In 1958, Bagemaode oil shale in Inner Mongolia was generally investigated by Geological survey of Inner Mongolia. Afterwards, partial drilling was done. It was shown that the Bagemaode oil shale deposit consists of 6 single layers, altogether 50 m thick, with 8119 x [10.sup.4] t proven reserves, 300 x [10.sup.8] t forecast resources, with 10-15% oil yield, maximum 25% oil yield, 14.63-16.72 MJ/kg caloric value, 49.85% volatile content (Tables 1 and 2), physical properties are good with a high mining and utilization value. Geological structure of the mine area is simple, thick deposit is well exposed, mine beds are stable, with small inclination (6-8[degrees]), hydrogeological conditions are simple, stripping ratio of 0.53 [m.sup.3]/t within 0-300 m, and therefore, opencast mining would be suitable.

Conclusions

Oil shale in NW China consists of 1-36-m single layers with stratum distribution. Oil shale is mostly dark brown, black, at some places having a brown-red surface and slightly greasy luster. It contains clay minerals and silt-sized detrital minerals (feldspars and quartz) and is characterized by medium ash, average 1.5% to 13.7% oil yield, 1.66-20.98 MJ/kg calorific value, 1.55 to 2.46 apparent gravity. Younger oil shale strata have progressively higher REE abundances. Oil shale deposits can be classified into mainly three types: the littoral-neritic facies sedimentary deposits of the Middle and Late Carboniferous, remnant lake bay-lacustrine facies sedimentary deposits of the Late Permian, and inland lacustrine-delta facies sedimentary deposits of the Mesozoic. Oil shale which formed in inland deep water--half deep water lacustrine facies in the Mesozoic belongs to the major industrial type and its origin is similar to "the Black Sea model." The oil shale layers are also the main oil source rocks in the Ordos Basin. Oil shale which formed in deltaic environments in the Middle and Late Carboniferous and Jurassic are mostly paragenetically related to coal. In the area, the total amount of predicted resources of oil shale are at least 31,000 x [10.sup.8] t, equivalent to about 2000 x [10.sup.8] t of shale oil, oil shale resources in the Ordos Basin account for 99% of the total and can be compared to oil shale resources in the Green River area of western North America. In Northwest China, identified oil shale deposits are located in the vicinity of large and medium-sized cities, with good development prospects. If the problems of environmental pollution will be solved and appropriate techniques are used, immense economic benefits can be obtained.

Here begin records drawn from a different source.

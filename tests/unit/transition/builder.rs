use super::*;
use crate::layer::behavior::Layer;

#[derive(Default)]
struct Note {
    text: String,
}

impl Layer for Note {}

impl LayerType for Note {
    const TAG: &'static str = "note";
}

#[derive(Default)]
struct Other;

impl Layer for Other {}

impl LayerType for Other {
    const TAG: &'static str = "other";
}

#[test]
fn add_options_end_up_in_the_record() {
    let mut b = TransitionBuilder::new(TransitionKind::Add);
    b.name("n")
        .opaque(false)
        .layout(LayoutRes(4))
        .in_animation(AnimRes(1), AnimRes(2))
        .out_animation(AnimRes(3), AnimRes(4))
        .index(0);
    assert!(b.errors.is_empty());
    assert_eq!(b.index, Some(0));

    let record = b.record("note", Visibility::Opaque);
    assert_eq!(record.name.as_deref(), Some("n"));
    assert_eq!(record.visibility, Visibility::Transparent);
    assert_eq!(record.layout, Some(LayoutRes(4)));
    let set = record.animations.unwrap();
    assert_eq!(set.get(AnimationType::LowerOut), Some(AnimRes(1)));
    assert_eq!(set.get(AnimationType::UpperIn), Some(AnimRes(2)));
    assert_eq!(set.get(AnimationType::UpperOut), Some(AnimRes(3)));
    assert_eq!(set.get(AnimationType::LowerIn), Some(AnimRes(4)));
}

#[test]
fn default_visibility_applies_without_override() {
    let mut b = TransitionBuilder::new(TransitionKind::Add);
    assert_eq!(
        b.record("note", Visibility::Transparent).visibility,
        Visibility::Transparent
    );
}

#[test]
fn removal_rejects_immutable_options() {
    let mut b = TransitionBuilder::new(TransitionKind::Remove);
    b.name("x")
        .arguments(Bundle::new())
        .in_animation(AnimRes(1), AnimRes(1))
        .index(2);
    assert_eq!(b.errors.len(), 4);
    assert!(b.errors[0].contains("name"));
    assert_eq!(b.name, None);
    assert_eq!(b.index, None);
}

#[test]
fn removal_merges_overrides_into_the_entry() {
    let mut record = EntryRecord::new("note", Visibility::Opaque);
    let mut set = AnimationSet::default();
    set.set(AnimationType::UpperIn, Some(AnimRes(7)));
    record.animations = Some(set);

    let mut b = TransitionBuilder::new(TransitionKind::Remove);
    b.opaque(false).out_animation(AnimRes(8), AnimRes(9));
    assert!(b.errors.is_empty());
    b.apply_to(&mut record);

    assert_eq!(record.visibility, Visibility::Transparent);
    let set = record.animations.unwrap();
    assert_eq!(set.get(AnimationType::UpperIn), Some(AnimRes(7)));
    assert_eq!(set.get(AnimationType::UpperOut), Some(AnimRes(8)));
    assert_eq!(set.get(AnimationType::LowerIn), Some(AnimRes(9)));
}

#[test]
fn with_layer_configures_the_matching_type() {
    let mut b = TransitionBuilder::new(TransitionKind::Add).with_expected_tag(Note::TAG);
    b.with_layer::<Note>(|n| n.text = "hello".into());
    let configure = b.configure.take().unwrap();

    let mut layer: Box<dyn Layer> = Box::new(Note::default());
    configure(layer.as_mut()).unwrap();
    assert_eq!(layer.downcast_ref::<Note>().unwrap().text, "hello");
}

#[test]
fn with_layer_for_another_type_is_misuse() {
    let mut b = TransitionBuilder::new(TransitionKind::Add).with_expected_tag(Note::TAG);
    b.with_layer::<Other>(|_| {});
    assert_eq!(b.errors.len(), 1);
    assert!(b.configure.is_none());
}
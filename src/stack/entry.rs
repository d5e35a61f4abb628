use std::rc::Rc;

use crate::animation::spec::AnimationSet;
use crate::foundation::error::{LayersError, LayersResult};
use crate::foundation::ids::{EntryId, LayoutRes, raw_to_res, res_to_raw};
use crate::host::context::HostContext;
use crate::layer::live::LiveLayer;
use crate::state::bundle::{Bundle, SparseArray};
use crate::state::parcel::{Parcel, ParcelReader, Parcelable};
use crate::state::value::Value;

const VIEW_STATE: &str = "STACK_ENTRY.VIEW_STATE";

/// Whether layers below an entry stay visible.
#[derive(Clone, Copy, Debug, Default, PartialEq, Eq, serde::Serialize, serde::Deserialize)]
#[serde(rename_all = "snake_case")]
pub enum Visibility {
    /// Layers below remain visible.
    Transparent,
    /// Hides everything below.
    #[default]
    Opaque,
}

impl Visibility {
    pub(crate) fn to_raw(self) -> i32 {
        match self {
            Self::Transparent => 0,
            Self::Opaque => 1,
        }
    }

    pub(crate) fn from_raw(raw: i32) -> LayersResult<Self> {
        match raw {
            0 => Ok(Self::Transparent),
            1 => Ok(Self::Opaque),
            other => Err(LayersError::serde(format!("unknown visibility {other}"))),
        }
    }
}

/// How far an entry has been brought up.
#[derive(Clone, Copy, Debug, PartialEq, Eq, PartialOrd, Ord)]
pub(crate) enum LayerState {
    Empty,
    Created,
    ViewCreated,
}

/// Requested target of [`LayerStack::move_to_state`](crate::stack::layer_stack::LayerStack).
#[derive(Clone, Copy, Debug, PartialEq, Eq)]
pub(crate) enum TargetState {
    Created,
    ViewCreated,
    ViewDestroyed,
    Destroyed,
}

impl TargetState {
    pub(crate) fn resolve(self) -> LayerState {
        match self {
            Self::Created | Self::ViewDestroyed => LayerState::Created,
            Self::ViewCreated => LayerState::ViewCreated,
            Self::Destroyed => LayerState::Empty,
        }
    }

    pub(crate) fn is_upward(self) -> bool {
        matches!(self, Self::Created | Self::ViewCreated)
    }
}

/// The persisted half of a stack entry.
#[derive(Clone, Debug, PartialEq)]
pub(crate) struct EntryRecord {
    pub(crate) layer_type: String,
    pub(crate) name: Option<String>,
    pub(crate) arguments: Option<Bundle>,
    pub(crate) layer_state: Option<Bundle>,
    pub(crate) view_state: Option<SparseArray<Value>>,
    pub(crate) visibility: Visibility,
    pub(crate) layout: Option<LayoutRes>,
    pub(crate) animations: Option<AnimationSet>,
}

impl EntryRecord {
    pub(crate) fn new(layer_type: impl Into<String>, visibility: Visibility) -> Self {
        Self {
            layer_type: layer_type.into(),
            name: None,
            arguments: None,
            layer_state: None,
            view_state: None,
            visibility,
            layout: None,
            animations: None,
        }
    }
}

impl Parcelable for EntryRecord {
    const PARCEL_TAG: &'static str = "layers.StackEntry";

    fn write_to_parcel(&self, out: &mut Parcel) {
        out.write_string(Some(&self.layer_type));
        out.write_string(self.name.as_deref());
        out.write_bundle(self.arguments.as_ref());
        out.write_bundle(self.layer_state.as_ref());
        let mut view_bundle = Bundle::new();
        if let Some(view_state) = &self.view_state {
            view_bundle.put(VIEW_STATE, view_state.clone());
        }
        out.write_bundle(Some(&view_bundle));
        out.write_int(self.visibility.to_raw());
        out.write_int(res_to_raw(self.layout.map(|l| l.0)));
        match self.animations {
            None => out.write_int(0),
            Some(set) => {
                out.write_int(1);
                out.write_int_array(&set.to_raw());
            }
        }
    }

    fn read_from_parcel(input: &mut ParcelReader<'_>) -> LayersResult<Self> {
        let layer_type = input
            .read_string()?
            .ok_or_else(|| LayersError::serde("stack entry without layer type"))?;
        let name = input.read_string()?;
        let arguments = input.read_bundle()?;
        let layer_state = input.read_bundle()?;
        let view_state = input
            .read_bundle()?
            .and_then(|b| b.get::<SparseArray<Value>>(VIEW_STATE));
        let visibility = Visibility::from_raw(input.read_int()?)?;
        let layout = raw_to_res(input.read_int()?).map(LayoutRes);
        let animations = if input.read_int()? > 0 {
            Some(AnimationSet::from_raw(&input.read_int_array()?)?)
        } else {
            None
        };
        Ok(Self {
            layer_type,
            name,
            arguments,
            layer_state,
            view_state,
            visibility,
            layout,
            animations,
        })
    }
}

/// One slot of a stack: the persisted record plus runtime state.
#[derive(Debug)]
pub(crate) struct StackEntry {
    pub(crate) id: EntryId,
    pub(crate) record: EntryRecord,
    pub(crate) live: Option<LiveLayer>,
    pub(crate) state: LayerState,
    pub(crate) valid: bool,
    pub(crate) in_transition: bool,
}

impl StackEntry {
    pub(crate) fn new(id: EntryId, record: EntryRecord) -> Self {
        Self {
            id,
            record,
            live: None,
            state: LayerState::Empty,
            valid: true,
            in_transition: false,
        }
    }

    pub(crate) fn is_opaque(&self) -> bool {
        self.record.visibility == Visibility::Opaque
    }

    pub(crate) fn has_view(&self) -> bool {
        self.live.as_ref().is_some_and(|l| l.view().is_some())
    }

    /// Live instance, created from the registry on first call.
    pub(crate) fn instantiate(&mut self, host: &Rc<HostContext>) -> LayersResult<&mut LiveLayer> {
        if self.live.is_none() {
            let behavior = host.registry().create(&self.record.layer_type)?;
            self.live = Some(LiveLayer::new(
                self.id,
                &self.record.layer_type,
                behavior,
                host,
            ));
        }
        self.live
            .as_mut()
            .ok_or_else(|| LayersError::consistency("layer instance must exist"))
    }

    pub(crate) fn live_mut(&mut self) -> LayersResult<&mut LiveLayer> {
        self.live
            .as_mut()
            .ok_or_else(|| LayersError::consistency("layer instance must exist"))
    }
}

#[cfg(test)]
#[path = "../../tests/unit/stack/entry.rs"]
mod tests;
use crate::animation::spec::{AnimationSet, AnimationType};
use crate::foundation::error::{LayersError, LayersResult};
use crate::foundation::ids::{AnimRes, LayoutRes};
use crate::layer::behavior::{Layer, LayerType};
use crate::stack::entry::{EntryRecord, Visibility};
use crate::state::bundle::Bundle;

/// Which stack mutation a transition performs.
#[derive(Clone, Copy, Debug, PartialEq, Eq)]
pub enum TransitionKind {
    /// Insert a new layer.
    Add,
    /// Take an existing layer off the stack.
    Remove,
    /// Insert a new layer above an existing one, then remove the existing one.
    Replace,
}

pub(crate) type Configurator = Box<dyn FnOnce(&mut dyn Layer) -> LayersResult<()>>;

/// Options of one stack mutation, filled in by the closure passed to
/// [`Layers::add`](crate::Layers::add) and friends.
///
/// Options that make no sense for the kind at hand (for example a name on a removal) are
/// recorded as misuse and reported when the transition is enqueued.
pub struct TransitionBuilder {
    kind: TransitionKind,
    pub(crate) name: Option<String>,
    pub(crate) arguments: Option<Bundle>,
    pub(crate) visibility: Option<Visibility>,
    pub(crate) layout: Option<LayoutRes>,
    pub(crate) animations: Option<AnimationSet>,
    pub(crate) index: Option<usize>,
    pub(crate) animation_enabled: bool,
    pub(crate) configure: Option<Configurator>,
    pub(crate) expected_tag: Option<&'static str>,
    pub(crate) errors: Vec<String>,
}

impl TransitionBuilder {
    pub(crate) fn new(kind: TransitionKind) -> Self {
        Self {
            kind,
            name: None,
            arguments: None,
            visibility: None,
            layout: None,
            animations: None,
            index: None,
            animation_enabled: true,
            configure: None,
            expected_tag: None,
            errors: Vec::new(),
        }
    }

    /// Kind of mutation being configured.
    pub fn kind(&self) -> TransitionKind {
        self.kind
    }

    fn reject_on_remove(&mut self, what: &str) -> bool {
        if self.kind == TransitionKind::Remove {
            self.errors
                .push(format!("Unable to set {what} when removing layer"));
            return true;
        }
        false
    }

    /// Entry name, used by lookups and [`Layers::pop_layers_to`](crate::Layers::pop_layers_to).
    pub fn name(&mut self, name: impl Into<String>) -> &mut Self {
        if !self.reject_on_remove("name") {
            self.name = Some(name.into());
        }
        self
    }

    /// Arguments handed to the layer.
    pub fn arguments(&mut self, arguments: Bundle) -> &mut Self {
        if !self.reject_on_remove("arguments") {
            self.arguments = Some(arguments);
        }
        self
    }

    /// Whether the layer hides everything below it.
    pub fn opaque(&mut self, opaque: bool) -> &mut Self {
        self.visibility = Some(if opaque {
            Visibility::Opaque
        } else {
            Visibility::Transparent
        });
        self
    }

    /// Layout override for the layer's view.
    pub fn layout(&mut self, layout: LayoutRes) -> &mut Self {
        self.layout = Some(layout);
        self
    }

    /// Animations used when this layer comes in: `out_anim` for layers below, `in_anim` for
    /// this one.
    pub fn in_animation(&mut self, out_anim: AnimRes, in_anim: AnimRes) -> &mut Self {
        if !self.reject_on_remove("intro animation") {
            let set = self.animations.get_or_insert_with(AnimationSet::default);
            set.set(AnimationType::LowerOut, Some(out_anim));
            set.set(AnimationType::UpperIn, Some(in_anim));
        }
        self
    }

    /// Animations used when this layer leaves: `out_anim` for this one, `in_anim` for layers
    /// coming back from below.
    pub fn out_animation(&mut self, out_anim: AnimRes, in_anim: AnimRes) -> &mut Self {
        let set = self.animations.get_or_insert_with(AnimationSet::default);
        set.set(AnimationType::UpperOut, Some(out_anim));
        set.set(AnimationType::LowerIn, Some(in_anim));
        self
    }

    /// Stack position: insertion point for adds, replaced entry for replaces.
    pub fn index(&mut self, index: usize) -> &mut Self {
        if !self.reject_on_remove("index") {
            self.index = Some(index);
        }
        self
    }

    /// Per-transition animation switch.
    pub fn animation_enabled(&mut self, enabled: bool) -> &mut Self {
        self.animation_enabled = enabled;
        self
    }

    /// Configure the layer instance right after it is instantiated, before `on_create`.
    pub fn with_layer<L: LayerType>(&mut self, f: impl FnOnce(&mut L) + 'static) -> &mut Self {
        if let Some(expected) = self.expected_tag
            && expected != L::TAG
        {
            self.errors.push(format!(
                "with_layer expects '{}' but the transition targets '{expected}'",
                L::TAG
            ));
            return self;
        }
        self.expected_tag = Some(L::TAG);
        self.configure = Some(Box::new(move |layer: &mut dyn Layer| {
            let layer = layer.downcast_mut::<L>().ok_or_else(|| {
                LayersError::argument(format!("layer is not a '{}'", L::TAG))
            })?;
            f(layer);
            Ok(())
        }));
        self
    }

    pub(crate) fn with_expected_tag(mut self, tag: &'static str) -> Self {
        self.expected_tag = Some(tag);
        self
    }

    /// Persisted record for a new entry.
    pub(crate) fn record(&mut self, tag: &str, default_visibility: Visibility) -> EntryRecord {
        let mut record = EntryRecord::new(tag, self.visibility.unwrap_or(default_visibility));
        record.name = self.name.take();
        record.arguments = self.arguments.take();
        record.layout = self.layout;
        record.animations = self.animations;
        record
    }

    /// Apply overrides allowed on a removal to the existing entry.
    pub(crate) fn apply_to(&self, record: &mut EntryRecord) {
        if let Some(visibility) = self.visibility {
            record.visibility = visibility;
        }
        if let Some(layout) = self.layout {
            record.layout = Some(layout);
        }
        if let Some(set) = self.animations {
            let merged = record.animations.get_or_insert_with(AnimationSet::default);
            for kind in AnimationType::ALL {
                if let Some(res) = set.get(kind) {
                    merged.set(kind, Some(res));
                }
            }
        }
    }
}

impl std::fmt::Debug for TransitionBuilder {
    fn fmt(&self, f: &mut std::fmt::Formatter<'_>) -> std::fmt::Result {
        f.debug_struct("TransitionBuilder")
            .field("kind", &self.kind)
            .field("name", &self.name)
            .field("index", &self.index)
            .field("errors", &self.errors)
            .finish_non_exhaustive()
    }
}

#[cfg(test)]
#[path = "../../tests/unit/transition/builder.rs"]
mod tests;
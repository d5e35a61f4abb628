use std::rc::Rc;
use std::time::Duration;

use crate::animation::spec::{AnimationSpec, AnimationType};
use crate::backend::view::ViewBackend;
use crate::foundation::error::LayersResult;
use crate::foundation::ids::{ContainerId, EntryId, LayoutRes, ViewId};
use crate::host::context::{HostContext, HostEvent, LifecycleState};
use crate::layer::behavior::Layer;
use crate::layer::core::{LayerCore, LayerCx};
use crate::layer::delegate::{LayerDelegate, LayerDelegates};
use crate::manager::layers::Layers;
use crate::state::bundle::{Bundle, SparseArray};
use crate::state::value::Value;

const SAVED_STATE_CHILD_LAYERS: &str = "LAYER.SAVED_STATE_CHILD_LAYERS";
const SAVED_STATE_INTERNAL: &str = "LAYER.SAVED_STATE_INTERNAL";
const SAVED_STATE_CUSTOM: &str = "LAYER.SAVED_STATE_CUSTOM";

/// The custom sub-bundle of a persisted layer state.
pub(crate) fn custom_state(layer_state: Option<&Bundle>) -> Option<&Bundle> {
    layer_state.and_then(|s| s.get_bundle(SAVED_STATE_CUSTOM))
}

/// A layer instance owned by a stack entry, together with its engine bookkeeping.
#[derive(Debug)]
pub struct LiveLayer {
    core: LayerCore,
    behavior: Box<dyn Layer>,
    delegates: LayerDelegates,
}

impl std::fmt::Debug for dyn Layer {
    fn fmt(&self, f: &mut std::fmt::Formatter<'_>) -> std::fmt::Result {
        f.write_str("Layer")
    }
}

macro_rules! with_cx {
    ($self:ident, $backend:ident, |$cx:ident| $body:expr) => {{
        let mut $cx = LayerCx::new(&mut $self.core, $backend);
        $body
    }};
}

impl LiveLayer {
    pub(crate) fn new(
        id: EntryId,
        tag: &str,
        mut behavior: Box<dyn Layer>,
        host: &Rc<HostContext>,
    ) -> Self {
        let mut delegates = LayerDelegates::default();
        behavior.install_delegates(&mut delegates);
        Self {
            core: LayerCore::new(id, tag, host),
            behavior,
            delegates,
        }
    }

    /// Runtime id of the owning stack entry.
    pub fn id(&self) -> EntryId {
        self.core.id
    }

    /// Registered type tag.
    pub fn tag(&self) -> &str {
        &self.core.tag
    }

    /// Entry name.
    pub fn name(&self) -> Option<&str> {
        self.core.name.as_deref()
    }

    /// Current arguments.
    pub fn arguments(&self) -> Option<&Bundle> {
        self.core.arguments.as_ref()
    }

    /// The view, while it exists.
    pub fn view(&self) -> Option<ViewId> {
        self.core.view
    }

    /// Whether the layer is attached to its container.
    pub fn is_attached(&self) -> bool {
        self.core.attached
    }

    /// Whether the layer was destroyed for good.
    pub fn is_finishing(&self) -> bool {
        self.core.finishing
    }

    /// Whether the layer was created from saved state.
    pub fn is_from_saved_state(&self) -> bool {
        self.core.from_saved_state
    }

    /// Lifecycle of the layer itself.
    pub fn lifecycle(&self) -> LifecycleState {
        self.core.lifecycle
    }

    /// Lifecycle of the view, while it exists.
    pub fn view_lifecycle(&self) -> Option<LifecycleState> {
        self.core.view_lifecycle
    }

    /// Whether the view goes into the stack container.
    pub fn is_view_in_layout(&self) -> bool {
        self.delegates.is_view_in_layout()
    }

    /// Value from the layer's internal state.
    pub fn saved_value(&self, key: &str) -> Option<&Value> {
        self.core.state.as_ref().and_then(|s| s.get_value(key))
    }

    /// The behavior object.
    pub fn layer(&self) -> &dyn Layer {
        self.behavior.as_ref()
    }

    /// The behavior object, mutably.
    pub fn layer_mut(&mut self) -> &mut dyn Layer {
        self.behavior.as_mut()
    }

    /// Borrow the behavior as its concrete type.
    pub fn downcast_ref<L: Layer>(&self) -> Option<&L> {
        self.behavior.downcast_ref::<L>()
    }

    /// Mutably borrow the behavior as its concrete type.
    pub fn downcast_mut<L: Layer>(&mut self) -> Option<&mut L> {
        self.behavior.downcast_mut::<L>()
    }

    /// First installed delegate of type `D`.
    pub fn delegate<D: LayerDelegate>(&self) -> Option<&D> {
        self.delegates.get::<D>()
    }

    /// The layer's own stack, if one was created.
    pub fn child_layers(&self) -> Option<&Layers> {
        self.core.child_layers.as_deref()
    }

    /// The layer's own stack, mutably.
    pub fn child_layers_mut(&mut self) -> Option<&mut Layers> {
        self.core.child_layers.as_deref_mut()
    }

    pub(crate) fn animation(&self, kind: AnimationType) -> Option<AnimationSpec> {
        self.behavior.animation(kind)
    }

    pub(crate) fn animation_started(&mut self, kind: AnimationType) {
        self.behavior.on_animation_start(kind);
    }

    pub(crate) fn animation_finished(&mut self, kind: AnimationType) {
        self.behavior.on_animation_finish(kind);
    }

    pub(crate) fn create(
        &mut self,
        backend: &mut dyn ViewBackend,
        arguments: Option<Bundle>,
        name: Option<String>,
        saved: Option<&Bundle>,
    ) -> LayersResult<()> {
        self.core.arguments = arguments;
        self.core.name = name;
        self.core.from_saved_state = saved.is_some();

        if let Some(saved) = saved {
            if let Some(child) = saved.get_bundle(SAVED_STATE_CHILD_LAYERS) {
                let layers = Layers::restore(
                    backend,
                    Rc::clone(&self.core.context),
                    ContainerId::DEFAULT,
                    Some(child),
                )?;
                self.core.child_layers = Some(Box::new(layers));
            }
            if let Some(internal) = saved.get_bundle(SAVED_STATE_INTERNAL) {
                self.core.state = Some(internal.clone());
            }
        }

        let custom = custom_state(saved);
        with_cx!(self, backend, |cx| {
            self.delegates.on_create(&mut cx, custom);
            self.behavior.on_create(&mut cx, custom)?;
        });
        self.core.lifecycle = LifecycleState::Created;
        tracing::trace!(layer = %self.core.tag, id = self.core.id.0, "layer created");
        Ok(())
    }

    pub(crate) fn update(
        &mut self,
        backend: &mut dyn ViewBackend,
        arguments: Bundle,
    ) -> LayersResult<()> {
        self.core.arguments = Some(arguments.clone());
        with_cx!(self, backend, |cx| self.behavior.on_update(&mut cx, &arguments))
    }

    /// The view comes from the layout override, then [`Layer::layout`], then
    /// [`Layer::on_create_view`].
    pub(crate) fn create_view(
        &mut self,
        backend: &mut dyn ViewBackend,
        layout: Option<LayoutRes>,
        saved: Option<&Bundle>,
    ) -> LayersResult<Option<ViewId>> {
        let view = match layout.or_else(|| self.behavior.layout()) {
            Some(layout) => Some(backend.inflate(layout)?),
            None => with_cx!(self, backend, |cx| self
                .behavior
                .on_create_view(&mut cx, custom_state(saved))?),
        };
        self.core.set_view(view);
        Ok(view)
    }

    pub(crate) fn attach(&mut self, backend: &mut dyn ViewBackend) -> LayersResult<()> {
        self.core.attached = true;
        with_cx!(self, backend, |cx| {
            self.delegates.on_attach(&mut cx)?;
            self.behavior.on_attach(&mut cx);
        });
        Ok(())
    }

    pub(crate) fn bind_view(
        &mut self,
        backend: &mut dyn ViewBackend,
        view: ViewId,
        saved: Option<&Bundle>,
    ) -> LayersResult<()> {
        let custom = custom_state(saved);
        with_cx!(self, backend, |cx| {
            self.delegates.on_bind_view(&mut cx, view, custom);
            self.behavior.on_bind_view(&mut cx, view, custom)
        })
    }

    /// Restores the view hierarchy, resumes the child stack and replays host lifecycle
    /// events the view missed.
    pub(crate) fn restore_view_state(
        &mut self,
        backend: &mut dyn ViewBackend,
        state: Option<&SparseArray<Value>>,
    ) -> LayersResult<()> {
        if let (Some(view), Some(state)) = (self.core.view, state) {
            backend.restore_hierarchy_state(view, state);
        }
        if let Some(child) = self.core.child_layers.as_deref_mut() {
            child.resume_view(backend)?;
        }
        with_cx!(self, backend, |cx| {
            self.delegates.restore_view_state(&mut cx, state);
            self.behavior.on_restore_view_state(&mut cx, state);
        });

        let host = self.core.context.lifecycle();
        if host >= LifecycleState::Started {
            self.on_host_event(backend, HostEvent::Start);
        }
        if host >= LifecycleState::Resumed {
            self.on_host_event(backend, HostEvent::Resume);
        }
        Ok(())
    }

    pub(crate) fn save_view_state(
        &mut self,
        backend: &mut dyn ViewBackend,
        out: &mut SparseArray<Value>,
    ) {
        if let Some(view) = self.core.view {
            backend.save_hierarchy_state(view, out);
        }
        if let Some(child) = self.core.child_layers.as_deref_mut() {
            child.pause_view();
        }
        with_cx!(self, backend, |cx| {
            self.delegates.save_view_state(&mut cx, out);
            self.behavior.on_save_view_state(&mut cx, out);
        });
    }

    pub(crate) fn detach(&mut self, backend: &mut dyn ViewBackend) {
        with_cx!(self, backend, |cx| {
            self.behavior.on_detach(&mut cx);
            self.delegates.on_detach(&mut cx);
        });
        self.core.attached = false;
    }

    /// Tears the view down and returns it so the stack can take it out of its container.
    pub(crate) fn destroy_view(
        &mut self,
        backend: &mut dyn ViewBackend,
        save: bool,
    ) -> LayersResult<Option<ViewId>> {
        self.core.view_lifecycle = Some(LifecycleState::Destroyed);
        with_cx!(self, backend, |cx| self.behavior.on_destroy_view(&mut cx));
        if let Some(child) = self.core.child_layers.as_deref_mut() {
            child.suspend_views(backend, save)?;
        }
        with_cx!(self, backend, |cx| self.delegates.on_destroy_view(&mut cx));
        let view = self.core.view;
        self.core.set_view(None);
        Ok(view)
    }

    pub(crate) fn save_layer_state(
        &mut self,
        backend: &mut dyn ViewBackend,
        out: &mut Bundle,
    ) -> LayersResult<()> {
        if let Some(child) = self.core.child_layers.as_deref_mut()
            && let Some(state) = child.save_state(backend)?
        {
            out.put_bundle(SAVED_STATE_CHILD_LAYERS, state);
        }
        if let Some(internal) = self.core.state.as_ref().filter(|s| !s.is_empty()) {
            out.put_bundle(SAVED_STATE_INTERNAL, internal.clone());
        }
        let mut custom = Bundle::new();
        with_cx!(self, backend, |cx| {
            self.behavior.on_save_layer_state(&mut cx, &mut custom);
            self.delegates.save_layer_state(&mut cx, &mut custom);
        });
        if !custom.is_empty() {
            out.put_bundle(SAVED_STATE_CUSTOM, custom);
        }
        Ok(())
    }

    pub(crate) fn destroy(
        &mut self,
        backend: &mut dyn ViewBackend,
        finishing: bool,
    ) -> LayersResult<()> {
        self.core.finishing = finishing;
        with_cx!(self, backend, |cx| self.behavior.on_destroy(&mut cx));
        if let Some(mut child) = self.core.child_layers.take() {
            child.destroy(backend)?;
        }
        if finishing {
            self.core.clear_view_models();
        }
        self.core.lifecycle = LifecycleState::Destroyed;
        tracing::trace!(layer = %self.core.tag, id = self.core.id.0, finishing, "layer destroyed");
        Ok(())
    }

    /// The child stack gets the event first.
    pub(crate) fn on_back_pressed(&mut self, backend: &mut dyn ViewBackend) -> LayersResult<bool> {
        if let Some(child) = self.core.child_layers.as_deref_mut()
            && child.on_back_pressed(backend)?
        {
            return Ok(true);
        }
        Ok(with_cx!(self, backend, |cx| self
            .behavior
            .on_back_pressed(&mut cx)))
    }

    /// Deliver `event` to this layer only.
    pub(crate) fn on_host_event(&mut self, backend: &mut dyn ViewBackend, event: HostEvent) {
        self.core.lifecycle = self.core.lifecycle.after(event);
        if let Some(view_state) = self.core.view_lifecycle
            && view_state != LifecycleState::Destroyed
        {
            self.core.view_lifecycle = Some(view_state.after(event));
        }
        with_cx!(self, backend, |cx| self.behavior.on_host_event(&mut cx, event));
    }

    /// Deliver `event` to this layer and everything in its child stack.
    pub(crate) fn dispatch_host_event(
        &mut self,
        backend: &mut dyn ViewBackend,
        event: HostEvent,
    ) -> LayersResult<()> {
        self.on_host_event(backend, event);
        if let Some(child) = self.core.child_layers.as_deref_mut() {
            child.dispatch_host_event(backend, event)?;
        }
        Ok(())
    }

    pub(crate) fn advance(
        &mut self,
        backend: &mut dyn ViewBackend,
        dt: Duration,
    ) -> LayersResult<()> {
        with_cx!(self, backend, |cx| self.delegates.poll(&mut cx));
        if let Some(child) = self.core.child_layers.as_deref_mut() {
            child.advance(backend, dt)?;
        }
        Ok(())
    }

    pub(crate) fn take_dismiss_request(&mut self) -> bool {
        std::mem::take(&mut self.core.dismiss_requested)
    }

    /// Runs delegate dismissal hooks. Returns true when the layer should leave the stack.
    pub(crate) fn request_dismissal(&mut self, backend: &mut dyn ViewBackend) -> bool {
        if !self.core.attached {
            return false;
        }
        let kept = with_cx!(self, backend, |cx| self.delegates.on_dismiss(&mut cx));
        !kept
    }
}

#[cfg(test)]
#[path = "../../tests/unit/layer/live.rs"]
mod tests;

doi: 10.3176/oil.2011.3.03

Acknowledgements

In this paper, the author has quoted the oil shale data from the Land and Resources Department of Shaanxi Province, Gansu Province, Qinghai Province, as well of Inner Mongolia Autonomous Region, Ningxia Hui Autonomous Region and Xinjiang Uygur Autonomous Region. During working in Xinjiang, Senior engineers Zhuxia and Feng Jing have offered various help. Moreover, Ph.D. Kurt Friehauf, Professor of Geology, Department of Physical Sciences, Kutztown University, US, has revised the abstract and Ph.D. Jenna Merrill the whole paper.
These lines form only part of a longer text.